Sustainability is now expected to be the norm for European companies, which means they cannot claim a “green premium”. Nevertheless, their customers expect them to compete on price with companies in other markets that have lower social and environmental standards. Cooreman said the challenge facing European companies is how they create value out of having high standards of due diligence and ESG.
Discussion at the conference emphasized that due diligence should not be a “box-ticking exercise” on the part of companies. Instead, companies should use it as an opportunity to drive positive change through engagement with their suppliers. It is also an opportunity for them to be more transparent with their stakeholders and to understand the issues on the ground affecting their suppliers.
There is some uncertainty around how the CSDDD will affect businesses, and whether it will have all the desired positive effect when it comes to driving sustainability behaviors, said Maria Larsson, Chair of the Company Law Working Group for BusinessEurope. Businesses want rules that are reasonable and proportionate and can be applied in practice. They want liability and sanctions to be reasonable as well. So, they are concerned by the possibility of being fined up to 5% of net turnover for non-compliance with the CSDDD. They also believe that it will be challenging to carry out the risk assessment that will enable them to prioritize their most significant environmental and human rights risks. Larsson emphasized that when the directive is transposed into national law, authorities should support companies to take meaningful action and recognize efforts rather than only focus on mistakes made.
Over half (54%) of audience members who responded to a poll at the conference thought the CSDDD would significantly impact how businesses operate within and beyond Europe by posing potential challenges. Nearly a fifth (17%) were more optimistic, however, believing that the directive would have a significant positive impact.

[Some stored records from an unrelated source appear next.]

//! Great-circle distance on a spherical Earth.

use super::types::Waypoint;
use std::f64::consts::PI;

/// Mean Earth radius in kilometres.
pub const EARTH_RADIUS_KM: f64 = 6371.0;

/// Haversine distance in kilometres between two points given in degrees.
pub fn haversine_km(lat1: f64, lng1: f64, lat2: f64, lng2: f64) -> f64 {
    haversine_with_radius(lat1, lng1, lat2, lng2, EARTH_RADIUS_KM)
}

/// Haversine distance on a sphere of radius `radius`.
///
/// `a = sin²(Δlat/2) + cos(lat1)·cos(lat2)·sin²(Δlng/2)`,
/// `d = 2·R·atan2(√a, √(1−a))`.
pub fn haversine_with_radius(lat1: f64, lng1: f64, lat2: f64, lng2: f64, radius: f64) -> f64 {
    let to_rad = PI / 180.0;
    let d_lat = (lat2 - lat1) * to_rad;
    let d_lng = (lng2 - lng1) * to_rad;
    let a = (d_lat / 2.0).sin() * (d_lat / 2.0).sin()
        + (lat1 * to_rad).cos()
            * (lat2 * to_rad).cos()
            * (d_lng / 2.0).sin()
            * (d_lng / 2.0).sin();
    let c = 2.0 * a.sqrt().atan2((1.0 - a).sqrt());
    radius * c
}

/// Haversine distance in kilometres between two waypoints.
pub fn distance_km<A: Waypoint, B: Waypoint>(a: &A, b: &B) -> f64 {
    haversine_km(a.lat(), a.lng(), b.lat(), b.lng())
}

/// Total length of the path visiting `stops` in order.
///
/// Zero for fewer than two stops.
pub fn route_length_km<S: Waypoint>(stops: &[S]) -> f64 {
    stops.windows(2).map(|w| distance_km(&w[0], &w[1])).sum()
}

#[cfg(test)]
mod tests {
    use super::*;

    #[test]
    fn test_identical_points_zero() {
        assert_eq!(haversine_km(-23.55, -46.63, -23.55, -46.63), 0.0);
        assert_eq!(haversine_km(0.0, 0.0, 0.0, 0.0), 0.0);
    }

    #[test]
    fn test_symmetric() {
        let d1 = haversine_km(-23.5505, -46.6333, -22.9068, -43.1729);
        let d2 = haversine_km(-22.9068, -43.1729, -23.5505, -46.6333);
        assert_eq!(d1, d2);
    }

    #[test]
    fn test_one_degree_on_equator() {
        // 2πR / 360
        let expected = 2.0 * PI * EARTH_RADIUS_KM / 360.0;
        let d = haversine_km(0.0, 0.0, 0.0, 1.0);
        assert!((d - expected).abs() < 1e-9, "got {d}");
    }

    #[test]
    fn test_antipodal() {
        let d = haversine_km(0.0, 0.0, 0.0, 180.0);
        assert!((d - PI * EARTH_RADIUS_KM).abs() < 1e-6, "got {d}");
    }

    #[test]
    fn test_sao_paulo_rio() {
        // ~361 km between the two city centres.
        let d = haversine_km(-23.5505, -46.6333, -22.9068, -43.1729);
        assert!((d - 360.7).abs() < 1.0, "got {d}");
    }

    #[test]
    fn test_custom_radius_scales() {
        let d = haversine_with_radius(0.0, 0.0, 0.0, 1.0, 1.0);
        assert!((d - PI / 180.0).abs() < 1e-12);
    }

    #[test]
    fn test_nan_propagates() {
        assert!(haversine_km(f64::NAN, 0.0, 1.0, 1.0).is_nan());
    }

    #[test]
    fn test_distance_km_waypoints() {
        let a = (0.0, 0.0);
        let b = (0.0, 1.0);
        assert_eq!(distance_km(&a, &b), haversine_km(0.0, 0.0, 0.0, 1.0));
    }

    #[test]
    fn test_route_length() {
        let stops = [(0.0, 0.0), (0.0, 1.0), (0.0, 2.0)];
        let expected = 2.0 * haversine_km(0.0, 0.0, 0.0, 1.0);
        assert!((route_length_km(&stops) - expected).abs() < 1e-9);
        assert_eq!(route_length_km(&stops[..1]), 0.0);
        assert_eq!(route_length_km::<(f64, f64)>(&[]), 0.0);
    }
}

Dan Dionisie, Head of the Company Law Unit, DG JUST, at the European Commission, specifically addressed what he described as some “myths” associated with the CSDDD. The directive is not bad for business, he argued. On the contrary, sustainability makes business sense. Additionally, it is better to have an EU-wide regime that creates a level playing field rather than different due diligence regimes in different member states, and the directive does not only apply to EU companies, but also to non-EU companies that do significant business in the EU. He also said the directive was not unduly cumbersome, was beneficial to the agricultural sector in the EU, and included support and protection for SMEs. Furthermore, the CSRD reporting requirements that are already in place will make it easier for the companies in scope to carry out their due diligence.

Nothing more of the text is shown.